Here's a bit on where I am in myself at the moment.......(warning - mind dump ahead!)
The pencils part of my blog has been sorely neglected, but I have started to get some more commissions through and am going to work towards a Christmas fair. It's great to get some independence in the mix and I really relish the chance to earn a bit of pocket money again. But finding the time to do it (and do it well) is another story!! I love my art, and whilst I think I could potentially make quite a good sideline in it, effort and commitment pending, I am not convinced that it could ever become a full-time thing for me. As soon as I start to think of it as something we might be financially dependent on or the pressure mounts up I lose the love for it - it becomes a chore and a duty.
Fellow mummy-friends returning to work have made me really think a lot about my future career options and timings. I get so envious of the whole prospect of a second income coming in, of turning up to a job, doing your thing and then getting paid for it, rather than the stress of self-marketing, self-promotion and squeezing work in around nappy changes and mealtimes. I would also kill for an opportunity to really use my brain again.....right now it feels like it's dissolving, slowly but steadily! I have started thinking about looking at something I can train in or study over the next couple of years which I could ultimately qualify in and use once Pippa and any other future children are all at school. Any ideas are very welcome....!
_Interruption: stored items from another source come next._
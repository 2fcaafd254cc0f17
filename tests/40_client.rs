mod common;

use std::sync::atomic::Ordering;
use std::sync::Arc;

use anyhow::Result;
use futures::future::join_all;

use kwai_api::models::Team;
use kwai_api::{ApiClient, ClientError, QueryParams, ResourceApi};

fn resource_api(client: ApiClient) -> ResourceApi<ApiClient> {
    ResourceApi::new(client, Arc::new(common::transformer()))
}

#[tokio::test]
async fn concurrent_401s_refresh_once() -> Result<()> {
    let api = common::spawn_mock_api(false).await?;
    let client = ApiClient::new(&api.base_url)?;

    let requests = (0..5).map(|_| {
        let client = client.clone();
        async move { client.get("/v1/teams", &QueryParams::new()).await }
    });
    let results = join_all(requests).await;

    for result in results {
        let body = result?;
        assert_eq!(body["data"].as_array().map(Vec::len), Some(2));
    }
    assert_eq!(api.state.refresh_count(), 1);
    Ok(())
}

#[tokio::test]
async fn second_401_is_unauthorized() -> Result<()> {
    let api = common::spawn_mock_api(false).await?;
    api.state.refresh_fails.store(true, Ordering::SeqCst);
    let client = ApiClient::new(&api.base_url)?;

    let err = client.get("/v1/teams", &QueryParams::new()).await.unwrap_err();
    assert!(matches!(err, ClientError::Unauthorized { .. }), "got {:?}", err);
    assert_eq!(err.status_code(), Some(401));
    assert_eq!(api.state.refresh_count(), 1);
    Ok(())
}

#[tokio::test]
async fn login_opens_the_session() -> Result<()> {
    let api = common::spawn_mock_api(false).await?;
    let client = ApiClient::new(&api.base_url)?;

    assert!(client.login("jigoro@kwai.be", "wrong").await.is_err());
    client.login("jigoro@kwai.be", "judo").await?;
    client.get("/v1/teams", &QueryParams::new()).await?;
    assert_eq!(api.state.refresh_count(), 0);
    Ok(())
}

#[tokio::test]
async fn error_documents_are_parsed() -> Result<()> {
    let api = common::spawn_mock_api(true).await?;
    let client = ApiClient::new(&api.base_url)?;

    let err = client.get("/v1/broken", &QueryParams::new()).await.unwrap_err();
    let ClientError::Status { status, errors, .. } = &err else {
        panic!("expected status error, got {:?}", err);
    };
    assert_eq!(*status, 422);
    assert_eq!(errors[0].title, "Invalid team");
    assert_eq!(errors[0].source.as_ref().map(|s| s.pointer.as_str()), Some("/data/attributes/name"));
    assert!(err.to_string().contains("Invalid team"));
    Ok(())
}

#[tokio::test]
async fn fetch_maps_pages_and_single_resources() -> Result<()> {
    let api = common::spawn_mock_api(true).await?;
    let resources = resource_api(ApiClient::new(&api.base_url)?);

    let page = resources.fetch_page::<Team>("/v1/teams", &QueryParams::new().limit(10)).await?;
    assert_eq!(page.meta.count, 2);
    assert_eq!(page.items[1].name, "U13");

    let team = resources.fetch_one::<Team>("/v1/teams/1").await?;
    assert_eq!(team.members[0].nationality.as_ref().map(|c| c.name.as_str()), Some("Japan"));
    Ok(())
}

#[tokio::test]
async fn save_posts_new_and_patches_existing() -> Result<()> {
    let api = common::spawn_mock_api(true).await?;
    let resources = resource_api(ApiClient::new(&api.base_url)?);

    let team = Team { id: None, name: "U15".to_string(), active: true, remark: String::new(), members: Vec::new() };
    let created = resources.save("/v1/teams", &team).await?;
    assert_eq!(created.id.as_deref(), Some("42"));
    assert_eq!(created.name, "U15");

    let renamed = Team { name: "U15 A".to_string(), ..created };
    let updated = resources.save("/v1/teams", &renamed).await?;
    assert_eq!(updated.id.as_deref(), Some("42"));
    assert_eq!(updated.name, "U15 A");

    resources.delete("/v1/teams", "42").await?;

    assert_eq!(
        api.state.requests(),
        vec!["POST /v1/teams", "PATCH /v1/teams/42", "DELETE /v1/teams/42"]
    );
    Ok(())
}
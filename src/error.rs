// Transform errors
use thiserror::Error;

use crate::schema::ValidationError;

/// Errors raised while turning documents into domain objects or back.
#[derive(Debug, Error)]
pub enum TransformError {
    /// The raw JSON does not match the declared resource schema
    #[error(transparent)]
    Validation(#[from] ValidationError),

    #[error("No resource descriptor registered as '{0}'")]
    UnknownSchema(String),

    /// A single resource was expected and a list was received, or the reverse
    #[error("Unexpected document shape: {0}")]
    UnexpectedShape(String),

    /// A mapped domain object could not be turned into the typed model
    #[error("Model conversion failed for '{schema}': {source}")]
    Model {
        schema: String,
        #[source]
        source: serde_json::Error,
    },

    /// A domain object could not be encoded as write payload
    #[error("Invalid write payload: {0}")]
    Payload(String),
}

impl TransformError {
    pub fn unknown_schema(name: impl Into<String>) -> Self {
        TransformError::UnknownSchema(name.into())
    }

    pub fn unexpected_shape(message: impl Into<String>) -> Self {
        TransformError::UnexpectedShape(message.into())
    }

    pub fn payload(message: impl Into<String>) -> Self {
        TransformError::Payload(message.into())
    }

    /// Get error code for client handling
    pub fn error_code(&self) -> &'static str {
        match self {
            TransformError::Validation(_) => "VALIDATION_ERROR",
            TransformError::UnknownSchema(_) => "UNKNOWN_SCHEMA",
            TransformError::UnexpectedShape(_) => "UNEXPECTED_SHAPE",
            TransformError::Model { .. } => "MODEL_ERROR",
            TransformError::Payload(_) => "PAYLOAD_ERROR",
        }
    }

    /// Violations when this is a validation failure
    pub fn validation(&self) -> Option<&ValidationError> {
        match self {
            TransformError::Validation(err) => Some(err),
            _ => None,
        }
    }
}
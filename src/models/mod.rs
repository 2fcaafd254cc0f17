//! Typed domain models for the kwai resource kinds.
//!
//! Serde names match the domain fields of the descriptors (camelCase), so a
//! mapped `DomainObject` deserializes straight into them.

use serde::de::DeserializeOwned;
use serde::Serialize;

/// A typed model bound to the descriptor it is read with and written as.
pub trait Resource: Serialize + DeserializeOwned {
    /// Name of the registered descriptor
    const SCHEMA: &'static str;

    fn id(&self) -> Option<&str>;

    fn is_new(&self) -> bool {
        self.id().is_none()
    }
}

macro_rules! impl_resource {
    ($model:ty, $schema:literal) => {
        impl $crate::models::Resource for $model {
            const SCHEMA: &'static str = $schema;

            fn id(&self) -> Option<&str> {
                self.id.as_deref()
            }
        }
    };
}

pub(crate) use impl_resource;

pub mod auth;
pub mod club;
pub mod portal;
pub mod team;
pub mod training;

pub use auth::UserInvitation;
pub use club::{Contact, Country, Member, Person};
pub use portal::{Application, NewsItem, Page, Text};
pub use team::{License, Team, TeamMember};
pub use training::{Named, Training, TrainingCoach, TrainingDefinition, TrainingEvent};
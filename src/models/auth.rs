use chrono::{DateTime, Utc};
use serde::{Deserialize, Serialize};

use super::impl_resource;

#[derive(Debug, Clone, PartialEq, Serialize, Deserialize)]
#[serde(rename_all = "camelCase")]
pub struct UserInvitation {
    #[serde(default, skip_serializing_if = "Option::is_none")]
    pub id: Option<String>,
    pub email: String,
    pub first_name: String,
    pub last_name: String,
    #[serde(default)]
    pub remark: String,
    #[serde(default)]
    pub mailed_at: Option<DateTime<Utc>>,
    #[serde(default)]
    pub expired_at: Option<DateTime<Utc>>,
    #[serde(default)]
    pub confirmed_at: Option<DateTime<Utc>>,
    #[serde(default)]
    pub revoked: bool,
    #[serde(default, skip_serializing_if = "Option::is_none")]
    pub created_at: Option<DateTime<Utc>>,
    #[serde(default, skip_serializing_if = "Option::is_none")]
    pub updated_at: Option<DateTime<Utc>>,
}

impl_resource!(UserInvitation, "user_invitations");
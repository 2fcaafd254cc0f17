use serde_json::{Map, Value};
use std::collections::BTreeMap;

use super::read::decode_value;
use super::value::{get_field, DomainObject, DomainValue};
use crate::error::TransformError;
use crate::jsonapi::{Relationship, ResourceIdentifier, ResourceObject};
use crate::schema::dates;
use crate::schema::{insert_path, AttributeSpec, Cardinality, FieldKind, RelationshipSpec, ResourceDescriptor};

/// Build the write resource for a domain object: declared attributes under
/// their wire names, relationships as bare identifiers (every declared
/// relationship is written). Resource meta is owned by the server and never
/// written.
pub(crate) fn encode(descriptor: &ResourceDescriptor, object: &DomainObject) -> Result<ResourceObject, TransformError> {
    let mut resource = ResourceObject::new(descriptor.resource_type.clone(), object.id.clone());

    for spec in &descriptor.attributes {
        if let Some(value) = object.get_path(&spec.domain_field()) {
            let encoded = encode_value(spec, &spec.kind, value)?;
            insert_path(&mut resource.attributes, &spec.name, encoded);
        }
    }

    let mut relationships = BTreeMap::new();
    for spec in &descriptor.relationships {
        let value = object.get_path(&spec.domain_field());
        match spec.cardinality {
            Cardinality::One => {
                // An empty to-one is written as `{ data: null }` so an update can clear it
                let identifier = match value {
                    None | Some(DomainValue::Null) => None,
                    Some(value) => reference(spec, value),
                };
                relationships.insert(spec.name.clone(), Relationship::one(identifier));
            }
            Cardinality::Many => {
                let identifiers = match value {
                    Some(DomainValue::List(items)) => items.iter().filter_map(|item| reference(spec, item)).collect(),
                    None | Some(DomainValue::Null) => Vec::new(),
                    Some(_) => {
                        return Err(TransformError::payload(format!(
                            "relationship '{}' of '{}' must be a list",
                            spec.name, descriptor.resource_type
                        )))
                    }
                };
                relationships.insert(spec.name.clone(), Relationship::many(identifiers));
            }
        }
    }
    if !relationships.is_empty() {
        resource.relationships = Some(relationships);
    }

    Ok(resource)
}

/// Identifier for a related value. Dropped with a warning when its type can't be told.
fn reference(spec: &RelationshipSpec, value: &DomainValue) -> Option<ResourceIdentifier> {
    let related = match value {
        DomainValue::Resource(related) => related,
        other => {
            tracing::warn!("Dropping relationship '{}': expected a resource, got {:?}", spec.name, other);
            return None;
        }
    };
    let resource_type = if related.resource_type.is_empty() {
        spec.target.clone()
    } else {
        Some(related.resource_type.clone())
    };
    match resource_type {
        Some(resource_type) => Some(ResourceIdentifier::new(resource_type, related.id.clone())),
        None => {
            tracing::warn!("Dropping relationship '{}': target type is unknown", spec.name);
            None
        }
    }
}

fn encode_value(spec: &AttributeSpec, kind: &FieldKind, value: &DomainValue) -> Result<Value, TransformError> {
    let format = spec.format.as_deref();
    let encoded = match (kind, value) {
        (_, DomainValue::Null) => Value::Null,
        (FieldKind::Date, DomainValue::Date(date)) => Value::String(dates::format_date(date, format)),
        (FieldKind::DateTime, DomainValue::DateTime(dt)) => Value::String(dates::format_datetime(dt, format)),
        (FieldKind::Time, DomainValue::Time(time)) => Value::String(dates::format_time(time, format)),
        (FieldKind::Array(items), DomainValue::List(values)) => Value::Array(
            values
                .iter()
                .map(|item| encode_value(spec, items, item))
                .collect::<Result<Vec<_>, _>>()?,
        ),
        (FieldKind::Object(children), DomainValue::Object(fields)) => {
            let mut map = Map::new();
            for child in children {
                if let Some(child_value) = get_field(fields, &child.domain_field()) {
                    insert_path(&mut map, &child.name, encode_value(child, &child.kind, child_value)?);
                }
            }
            Value::Object(map)
        }
        (FieldKind::Date | FieldKind::DateTime | FieldKind::Time | FieldKind::Array(_) | FieldKind::Object(_), DomainValue::Json(_)) => {
            // Untyped JSON handed in for a typed attribute: parse it first
            let json = value.to_json();
            return match decode_value(spec, kind, &json) {
                DomainValue::Json(_) => Err(mismatch(spec, kind)),
                typed => encode_value(spec, kind, &typed),
            };
        }
        (FieldKind::String, DomainValue::String(_))
        | (FieldKind::Integer, DomainValue::Integer(_))
        | (FieldKind::Number, DomainValue::Number(_) | DomainValue::Integer(_))
        | (FieldKind::Boolean, DomainValue::Bool(_))
        | (_, DomainValue::Json(_)) => value.to_json(),
        (FieldKind::Any, DomainValue::Resource(_)) => return Err(mismatch(spec, kind)),
        (FieldKind::Any, other) => other.to_json(),
        _ => return Err(mismatch(spec, kind)),
    };
    Ok(encoded)
}

fn mismatch(spec: &AttributeSpec, kind: &FieldKind) -> TransformError {
    TransformError::payload(format!("attribute '{}' must be a {}", spec.name, kind.label()))
}

/// Turn the JSON form of a typed model (camelCase, chrono dates) into a
/// domain object the encoder understands.
pub(crate) fn lift(descriptor: &ResourceDescriptor, model: &Value) -> Result<DomainObject, TransformError> {
    let Some(fields) = model.as_object() else {
        return Err(TransformError::payload(format!(
            "a '{}' model must serialize to an object",
            descriptor.resource_type
        )));
    };

    let id = match fields.get("id") {
        None | Some(Value::Null) => None,
        Some(Value::String(id)) => Some(id.clone()),
        Some(Value::Number(id)) => Some(id.to_string()),
        Some(_) => return Err(TransformError::payload("id must be a string")),
    };
    let mut object = DomainObject::new(descriptor.resource_type.clone(), id);

    for spec in &descriptor.attributes {
        let field = spec.domain_field();
        if let Some(value) = crate::schema::get_path(fields, &field) {
            object.set_path(&field, decode_value(spec, &spec.kind, value));
        }
    }

    for spec in &descriptor.relationships {
        let field = spec.domain_field();
        let Some(value) = crate::schema::get_path(fields, &field) else {
            continue;
        };
        let lifted = match value {
            Value::Null => DomainValue::Null,
            Value::Array(items) => DomainValue::List(items.iter().filter_map(|item| lift_related(spec, item)).collect()),
            item => lift_related(spec, item).unwrap_or(DomainValue::Null),
        };
        object.set_path(&field, lifted);
    }

    Ok(object)
}

fn lift_related(spec: &RelationshipSpec, value: &Value) -> Option<DomainValue> {
    let related = value.as_object()?;
    let id = related.get("id").and_then(|id| match id {
        Value::String(id) => Some(id.clone()),
        Value::Number(id) => Some(id.to_string()),
        _ => None,
    });
    let resource_type = related
        .get("type")
        .and_then(Value::as_str)
        .map(str::to_string)
        .or_else(|| spec.target.clone())
        .unwrap_or_default();
    Some(DomainValue::Resource(Box::new(DomainObject::new(resource_type, id))))
}

#[cfg(test)]
mod tests {
    use super::*;
    use crate::schema::RelationshipSpec;
    use serde_json::json;

    fn team_members() -> ResourceDescriptor {
        ResourceDescriptor::new("team_members")
            .attribute(AttributeSpec::string("license_number").field("license.number"))
            .attribute(AttributeSpec::date("license_end_date").field("license.endDate"))
            .relationship(RelationshipSpec::one("nationality", "countries"))
    }

    #[test]
    fn nested_domain_fields_are_flattened() {
        let object = lift(
            &team_members(),
            &json!({"id": "7", "license": {"number": "BEL-1", "endDate": "2025-01-31"}, "nationality": {"id": "32"}}),
        )
        .unwrap();
        let resource = encode(&team_members(), &object).unwrap();
        assert_eq!(
            serde_json::to_value(&resource).unwrap(),
            json!({
                "id": "7",
                "type": "team_members",
                "attributes": {"license_number": "BEL-1", "license_end_date": "2025-01-31"},
                "relationships": {"nationality": {"data": {"id": "32", "type": "countries"}}}
            })
        );
    }

    #[test]
    fn empty_to_one_is_written_as_null() {
        let object = lift(&team_members(), &json!({"license": {"number": "X"}, "nationality": null})).unwrap();
        let resource = encode(&team_members(), &object).unwrap();
        assert!(resource.id.is_none());
        assert_eq!(
            serde_json::to_value(&resource).unwrap()["relationships"],
            json!({"nationality": {"data": null}})
        );

        // A field the model doesn't carry at all is cleared the same way
        let object = lift(&team_members(), &json!({"license": {"number": "X"}})).unwrap();
        let resource = encode(&team_members(), &object).unwrap();
        assert_eq!(resource.relationship("nationality").and_then(|r| r.data.as_ref()), None);
        assert!(resource.relationship("nationality").is_some());
    }

    #[test]
    fn wrong_kind_is_rejected() {
        let mut object = DomainObject::new("team_members", None);
        object.set_path("license.endDate", DomainValue::Bool(true));
        let err = encode(&team_members(), &object).unwrap_err();
        assert!(matches!(err, TransformError::Payload(_)));
    }
}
But despite this, I know that being a Mummy is what I really want to do and be for the immediate future. I want to see Philippa grow, I want to go for walks together with Rufus, I want to go for play dates and to take her swimming. I want to be there all the time, I don't want someone else potentially seeing Pippa's first steps or hearing her first proper words. For me, the emotional costs (let alone the childcare costs) of missing these precious, precious months and early years can never be worth it. I know it's such a personal choice and sadly not a real choice for some due to finances, circumstance or personal situations. Sometimes I do think that maybe our finances really won't survive me staying out of work, things are pretty tight at times. I think if I had had the foresight and brains to really set myself up on a career path prior to having Pippa it would be a different story. As it is I have no career background to fall back into, I would be starting from scratch in whatever I did.....with a minimal salary to match. If I was looking at a decent pay packet each month maybe it would make those sacrifices and the associated guilt easier to bear? Maybe not, maybe it's just an excuse I've latched onto?! Either way, for now, I am Mummy. And that's good enough for me, even if it means beans on toast 3 nights a week!
So in the meantime I shall continue my eternal battle between my maternal self and my (probably imagined/fatastical) potentially high-earning intellectual being. And I shall get back into blogging land. So I missed a couple of lovely months out......well, with the big 1st birthday looming I'm sure I'll soon have more than enough material to make up for it!!
(PS.....BONUS..... I think Pip has just said Mummy for the first time ever, this morning. Ahhhh....there we go, it's all worth it.)